My husband and I received a SodaStream drink machine from my parents for Christmas. We're trying to be a little healthier and throw away fewer bottles, and a machine that made delicious soda water seemed a great way to start 2014. Imagine my surprise when I found that my little machine was caught up in a swirling conflict involving the SodaStream Corporation, the international NGO Oxfam, Scarlett Johansson and Israeli-Palestinian relations.
The story has received a lot of national attention in the last week or two, but there is a missing dimension -- the causes and consequences of Oxfam's choices.
The troubles began when Scarlett Johansson, who has worked as a "goodwill ambassador" for Oxfam since 2007, became a spokeswoman for SodaStream this January, and SodaStream has just featured her in an advertisement that aired on Sunday during the Super Bowl. SodaStream is an Israeli corporation, and it operates a factory in Ma'ale Adumim, an Israeli settlement in the occupied West Bank. Many activists, including the BDS (Boycott, Divest, Sanctions) movement, argue that these factories and settlements are illegal under international law and impede the achievement of a two-state solution. Oxfam came under fire from BDS activists and its Palestinian partners for keeping Ms. Johansson on. Last Friday, the actress released a statement through the Huffington Post in which she made clear her intent to remain a SodaStream spokesperson. It took almost a week for the situation to be resolved -- just last Thursday Oxfam accepted Ms. Johansson's resignation as global ambassador.
The actress maintains that SodaStream provides jobs for otherwise-poor Palestinian residents, while her critics slam her for justifying economic exploitation of a disempowered people. NGOs that ally themselves with celebrities bring attention to their issue, but they don't control the beliefs and choices of those celebrity figures. For mega-celebrities endorsing a range of products, they must be careful that their products do not compete; NGOs must ensure that the missions served by the endorsements of their mega-celebrity ambassadors do not compete as well.

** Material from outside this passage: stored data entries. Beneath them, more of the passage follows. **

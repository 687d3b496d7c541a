//! Member entries as persisted in a team's `config.json`.

use serde::{Deserialize, Serialize};
use std::collections::HashMap;
use std::fmt;

/// Lifecycle state of a teammate.
///
/// A teammate may oscillate between `Active` and `Idle` any number of times;
/// `Shutdown` is terminal.
#[derive(Debug, Clone, Copy, PartialEq, Eq, Serialize, Deserialize)]
#[serde(rename_all = "snake_case")]
pub enum TeammateStatus {
    /// Running a round or processing tool calls
    Active,
    /// Quiesced, waiting for inbox traffic
    Idle,
    /// Acknowledged shutdown; the loop has exited or is exiting
    Shutdown,
}

impl fmt::Display for TeammateStatus {
    fn fmt(&self, f: &mut fmt::Formatter<'_>) -> fmt::Result {
        let s = match self {
            TeammateStatus::Active => "active",
            TeammateStatus::Idle => "idle",
            TeammateStatus::Shutdown => "shutdown",
        };
        f.write_str(s)
    }
}

/// One member of a team as recorded on disk.
///
/// The lead agent appears as the first entry, with no palette color.
#[derive(Debug, Clone, Serialize, Deserialize)]
#[serde(rename_all = "camelCase")]
pub struct MemberEntry {
    /// Member name (unique within the team)
    pub name: String,

    /// Unique agent identifier (format: "{name}@{team}")
    pub agent_id: String,

    /// Current lifecycle state
    pub status: TeammateStatus,

    /// Palette color assigned at spawn (absent for the lead)
    #[serde(default, skip_serializing_if = "Option::is_none")]
    pub color: Option<String>,

    /// Path to the member's inbox file
    pub inbox_path: String,

    /// Unknown fields for forward compatibility
    #[serde(flatten)]
    pub unknown_fields: HashMap<String, serde_json::Value>,
}
//! Tool dispatch: a closed enumeration of tool variants and their handlers.
//!
//! Adding a tool is a one-site change: a variant, its name mapping, and a
//! handler arm. Tool errors are never fatal to a loop; every failure is
//! rendered as an `"Error: <kind>: <detail>"` string and handed back to the
//! model as a tool result.

pub mod leaf;
pub mod skills;
pub mod specs;
pub mod subagent;

use crate::context::{LoopConfig, RuntimeContext};
use crate::error::RuntimeError;
use crate::inbox;
use crate::protocol;
use crate::registry::LEAD_NAME;
use crate::board::TaskChanges;
use agent_crew_core::schema::{MessageType, Task, TaskStatus};
use serde_json::Value;
use std::path::Path;
use std::str::FromStr;
use std::sync::Arc;
use std::time::Duration;
use tracing::warn;

/// Who is invoking tools: a worker teammate or the top-level user agent.
#[derive(Debug, Clone)]
pub struct AgentIdentity {
    pub name: String,
    pub team: Option<String>,
    pub is_lead: bool,
}

impl AgentIdentity {
    pub fn lead(team: Option<String>) -> Self {
        AgentIdentity {
            name: LEAD_NAME.to_string(),
            team,
            is_lead: true,
        }
    }

    pub fn teammate(name: &str, team: &str) -> Self {
        AgentIdentity {
            name: name.to_string(),
            team: Some(team.to_string()),
            is_lead: false,
        }
    }

    pub fn agent_id(&self) -> String {
        match &self.team {
            Some(team) => format!("{}@{team}", self.name),
            None => self.name.clone(),
        }
    }
}

/// The closed set of tools.
#[derive(Debug, Clone, Copy, PartialEq, Eq)]
pub enum ToolKind {
    Bash,
    ReadFile,
    WriteFile,
    EditFile,
    TaskCreate,
    TaskGet,
    TaskUpdate,
    TaskList,
    TaskOutput,
    TaskStop,
    SendMessage,
    Subagent,
    Skill,
    TeamCreate,
    TeamDelete,
}

impl ToolKind {
    /// Tools only the user agent may invoke.
    pub fn is_lead_only(self) -> bool {
        matches!(self, ToolKind::TeamCreate | ToolKind::TeamDelete)
    }
}

impl FromStr for ToolKind {
    type Err = String;

    fn from_str(s: &str) -> Result<Self, Self::Err> {
        match s {
            "bash" => Ok(ToolKind::Bash),
            "read_file" => Ok(ToolKind::ReadFile),
            "write_file" => Ok(ToolKind::WriteFile),
            "edit_file" => Ok(ToolKind::EditFile),
            "TaskCreate" => Ok(ToolKind::TaskCreate),
            "TaskGet" => Ok(ToolKind::TaskGet),
            "TaskUpdate" => Ok(ToolKind::TaskUpdate),
            "TaskList" => Ok(ToolKind::TaskList),
            "TaskOutput" => Ok(ToolKind::TaskOutput),
            "TaskStop" => Ok(ToolKind::TaskStop),
            "SendMessage" => Ok(ToolKind::SendMessage),
            "Task" => Ok(ToolKind::Subagent),
            "Skill" => Ok(ToolKind::Skill),
            "TeamCreate" => Ok(ToolKind::TeamCreate),
            "TeamDelete" => Ok(ToolKind::TeamDelete),
            other => Err(format!("unknown tool '{other}'")),
        }
    }
}

fn required_str<'a>(input: &'a Value, key: &str) -> Result<&'a str, RuntimeError> {
    input
        .get(key)
        .and_then(Value::as_str)
        .ok_or_else(|| RuntimeError::InvalidInput(format!("missing required field '{key}'")))
}

fn optional_str<'a>(input: &'a Value, key: &str) -> Option<&'a str> {
    input.get(key).and_then(Value::as_str)
}

fn string_array(input: &Value, key: &str) -> Vec<String> {
    input
        .get(key)
        .and_then(Value::as_array)
        .map(|items| {
            items
                .iter()
                .filter_map(Value::as_str)
                .map(str::to_string)
                .collect()
        })
        .unwrap_or_default()
}

/// Messaging and board I/O errors are retried once; second failures
/// surface as tool errors.
fn with_retry<T>(
    op: &str,
    mut f: impl FnMut() -> Result<T, RuntimeError>,
) -> Result<T, RuntimeError> {
    match f() {
        Ok(value) => Ok(value),
        Err(err @ RuntimeError::Store(_)) => {
            warn!("{op} failed, retrying once: {err}");
            f()
        }
        Err(err) => Err(err),
    }
}

fn render_task(task: &Task) -> String {
    serde_json::to_string_pretty(task).unwrap_or_else(|_| format!("task {}", task.id))
}

fn render_task_line(task: &Task) -> String {
    let mut line = format!("[{}] {} {}", task.id, task.status, task.subject);
    if let Some(owner) = &task.owner {
        line.push_str(&format!(" (owner: {owner})"));
    }
    if !task.blocked_by.is_empty() {
        line.push_str(&format!(" (blocked by: {})", task.blocked_by.join(", ")));
    }
    line
}

/// Execute the four leaf tools only. Used by subagents, whose tool sets are
/// filtered to leaves before this is reached.
pub(crate) fn run_leaf_only(
    workspace_root: &Path,
    config: &LoopConfig,
    name: &str,
    input: &Value,
) -> String {
    let result = match name {
        "bash" => {
            required_str(input, "command").and_then(|cmd| leaf::run_bash(workspace_root, config, cmd))
        }
        "read_file" => {
            required_str(input, "path").and_then(|path| leaf::read_file(workspace_root, config, path))
        }
        "write_file" => required_str(input, "path").and_then(|path| {
            required_str(input, "content")
                .and_then(|content| leaf::write_file(workspace_root, path, content))
        }),
        "edit_file" => required_str(input, "path").and_then(|path| {
            let old_string = required_str(input, "old_string")?;
            let new_string = required_str(input, "new_string")?;
            leaf::edit_file(workspace_root, path, old_string, new_string)
        }),
        other => Err(RuntimeError::InvalidInput(format!("unknown tool '{other}'"))),
    };
    match result {
        Ok(output) => output,
        Err(err) => format!("Error: {err}"),
    }
}

/// Execute a tool on behalf of `caller` and render the result for the
/// model. Never panics, never aborts the calling loop.
pub fn dispatch(
    ctx: &Arc<RuntimeContext>,
    caller: &AgentIdentity,
    tool_name: &str,
    input: &Value,
) -> String {
    let kind = match ToolKind::from_str(tool_name) {
        Ok(kind) => kind,
        Err(detail) => return format!("Error: InvalidInput: {detail}"),
    };
    if kind.is_lead_only() && !caller.is_lead {
        return format!(
            "Error: InvalidInput: tool '{tool_name}' is not available to teammates"
        );
    }
    match run_tool(ctx, caller, kind, input) {
        Ok(output) => output,
        Err(err) => format!("Error: {err}"),
    }
}

fn run_tool(
    ctx: &Arc<RuntimeContext>,
    caller: &AgentIdentity,
    kind: ToolKind,
    input: &Value,
) -> Result<String, RuntimeError> {
    match kind {
        ToolKind::Bash | ToolKind::ReadFile | ToolKind::WriteFile | ToolKind::EditFile => {
            let name = match kind {
                ToolKind::Bash => "bash",
                ToolKind::ReadFile => "read_file",
                ToolKind::WriteFile => "write_file",
                _ => "edit_file",
            };
            Ok(run_leaf_only(&ctx.workspace_root, &ctx.config, name, input))
        }

        ToolKind::TaskCreate => {
            let subject = required_str(input, "subject")?;
            let body = optional_str(input, "body").map(str::to_string);
            let task = with_retry("TaskCreate", || ctx.board.create(subject, body.clone()))?;
            Ok(format!("Created task {}: {}", task.id, task.subject))
        }

        ToolKind::TaskGet => {
            let id = required_str(input, "task_id")?;
            let task = with_retry("TaskGet", || ctx.board.get(id))?;
            Ok(render_task(&task))
        }

        ToolKind::TaskUpdate => {
            let id = required_str(input, "task_id")?;
            let status = optional_str(input, "status")
                .map(TaskStatus::from_str)
                .transpose()
                .map_err(RuntimeError::InvalidInput)?;
            let changes = TaskChanges {
                status,
                owner: optional_str(input, "owner").map(str::to_string),
                subject: optional_str(input, "subject").map(str::to_string),
                body: optional_str(input, "body").map(str::to_string),
                add_blocked_by: string_array(input, "addBlockedBy"),
                remove_blocked_by: string_array(input, "removeBlockedBy"),
            };
            let task = with_retry("TaskUpdate", || ctx.board.update(id, changes.clone()))?;
            Ok(render_task(&task))
        }

        ToolKind::TaskList => {
            let tasks = with_retry("TaskList", || ctx.board.list_all())?;
            if tasks.is_empty() {
                return Ok("(no tasks)".to_string());
            }
            Ok(tasks
                .iter()
                .map(render_task_line)
                .collect::<Vec<_>>()
                .join("\n"))
        }

        ToolKind::TaskOutput => {
            let handle = required_str(input, "task_id")?;
            let block = input.get("block").and_then(Value::as_bool).unwrap_or(false);
            let timeout_ms = input
                .get("timeout_ms")
                .and_then(Value::as_u64)
                .unwrap_or(10_000);
            let output = ctx
                .executor
                .get_output(handle, block, Duration::from_millis(timeout_ms))
                .map_err(|e| RuntimeError::InvalidInput(e.to_string()))?;
            if output.is_empty() {
                Ok("(no new output)".to_string())
            } else {
                Ok(output)
            }
        }

        ToolKind::TaskStop => {
            let handle = required_str(input, "task_id")?;
            ctx.executor
                .stop(handle)
                .map_err(|e| RuntimeError::InvalidInput(e.to_string()))?;
            Ok(format!("Requested stop of {handle}"))
        }

        ToolKind::SendMessage => {
            let kind = MessageType::from_str(required_str(input, "type")?)
                .map_err(RuntimeError::InvalidInput)?;
            let recipient = required_str(input, "recipient")?;
            let content = required_str(input, "content")?;
            let mut request_id = optional_str(input, "request_id").map(str::to_string);

            // A controller-originated shutdown_request gets a fresh id and a
            // pending entry so the acknowledgement can be matched later.
            if kind == MessageType::ShutdownRequest {
                let id = request_id.unwrap_or_else(protocol::new_request_id);
                if caller.is_lead {
                    let (name, team) = match recipient.split_once('@') {
                        Some((name, team)) => (name, team.to_string()),
                        None => (recipient, caller.team.clone().unwrap_or_default()),
                    };
                    ctx.pending_shutdowns.record(&id, &team, name);
                }
                request_id = Some(id);
            }

            with_retry("SendMessage", || {
                inbox::send_message(
                    &ctx.registry,
                    kind,
                    recipient,
                    content,
                    &caller.agent_id(),
                    caller.team.as_deref(),
                    request_id.clone(),
                )
            })
        }

        ToolKind::Subagent => {
            let agent_type = required_str(input, "agent_type")?;
            let prompt = required_str(input, "prompt")?;
            subagent::run_subagent(ctx, agent_type, prompt)
        }

        ToolKind::Skill => {
            let name = required_str(input, "name")?;
            skills::load_skill(&ctx.workspace_root, name)
        }

        ToolKind::TeamCreate => {
            let team = required_str(input, "team_name")?;
            let mut out = ctx.registry.create_team(team)?;
            if let Some(teammates) = input.get("teammates").and_then(Value::as_array) {
                for entry in teammates {
                    let name = required_str(entry, "name")?;
                    let prompt = required_str(entry, "prompt")?;
                    let spawned = ctx.registry.spawn(ctx, name, team, prompt)?;
                    let handle = spawned["handle"].as_str().unwrap_or("?");
                    out.push_str(&format!("\nSpawned {name}@{team} ({handle})"));
                }
            }
            Ok(out)
        }

        ToolKind::TeamDelete => {
            let team = required_str(input, "team_name")?;
            ctx.registry.delete_team(team, &ctx.pending_shutdowns)
        }
    }
}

This becomes increasingly challenging, however, as Oxfam and other international NGOs increase the scope of their activities. SodaStream's Super Bowl ad proclaimed that its drinks are "better for you and for all of us -- less sugar, less bottles." Since Oxfam also works on environmental protection and public health, one could imagine another world in which Oxfam supports this corporate endorsement (though other NGOs have argued that SodaStream's claims do not hold much water). One can see that it is increasingly difficult for multi-issue groups like Oxfam to develop a unified public position when there is potential conflict among the causes that it promotes. Scarlett Johansson is not the only one here who might be serving several masters.
Perhaps the most troubling aspect of the "ScarJo" affair is how slowly and publicly Oxfam conducted the internal deliberation process. It is no surprise that there were substantial disagreements within the organization. Oxfam, like most of the biggest international NGOs, is trying to build a robust and capable international organization out of what used to be a loose family of charities around the world that all operated under the same name.
But Oxfam -- a group that is known for its provocative and effective advocacy campaigns -- has to speak with one voice in order to continue to have the public impact it seeks. Oxfam staffers in Palestine leaked their disapproval to media outlets, while activists on both sides of the issue visited Oxfam's offices in the United States. Meanwhile, outsiders were left wondering what could be taking Oxfam so long.
All of this should have happened more privately and more quickly. But it appears that divisions within Oxfam between powerful chapters prevented the organization from deciding quickly on a course of action. Oxfam Great Britain, Oxfam America, and the field offices in Palestine have different views about the right political strategy in dealing with the thorny issue of Palestinian territories. This isn't the first time divisions within a major NGO have gone public, but it will hopefully be the last at Oxfam.
NGOs have one big thing going for them -- their reputation. News about internal disagreements at Oxfam reduces the group's credibility and raises questions about their ability to serve their missions. The exact implications for the organization are unknown, but potentially serious. Public attention ensures that Oxfam can raise funds from the public, channel their expert information to the media, and get meetings with policymakers. Groups like Oxfam, Save the Children, Médecins Sans Frontières, Amnesty International, and World Vision have worked very hard to transform internal practices so that the NGO's structure and mission are both global. The trick is to make sure that work isn't undone by unexpected controversies.
So -- when you watched the Super Bowl ads, you may not have realized that the endorsement of SodaStream has geopolitical implications and came at the cost of a long-standing relationship between a seductive actress and one of the world's leading NGOs. Meanwhile, my husband and I still have to think about what do with our Christmas present.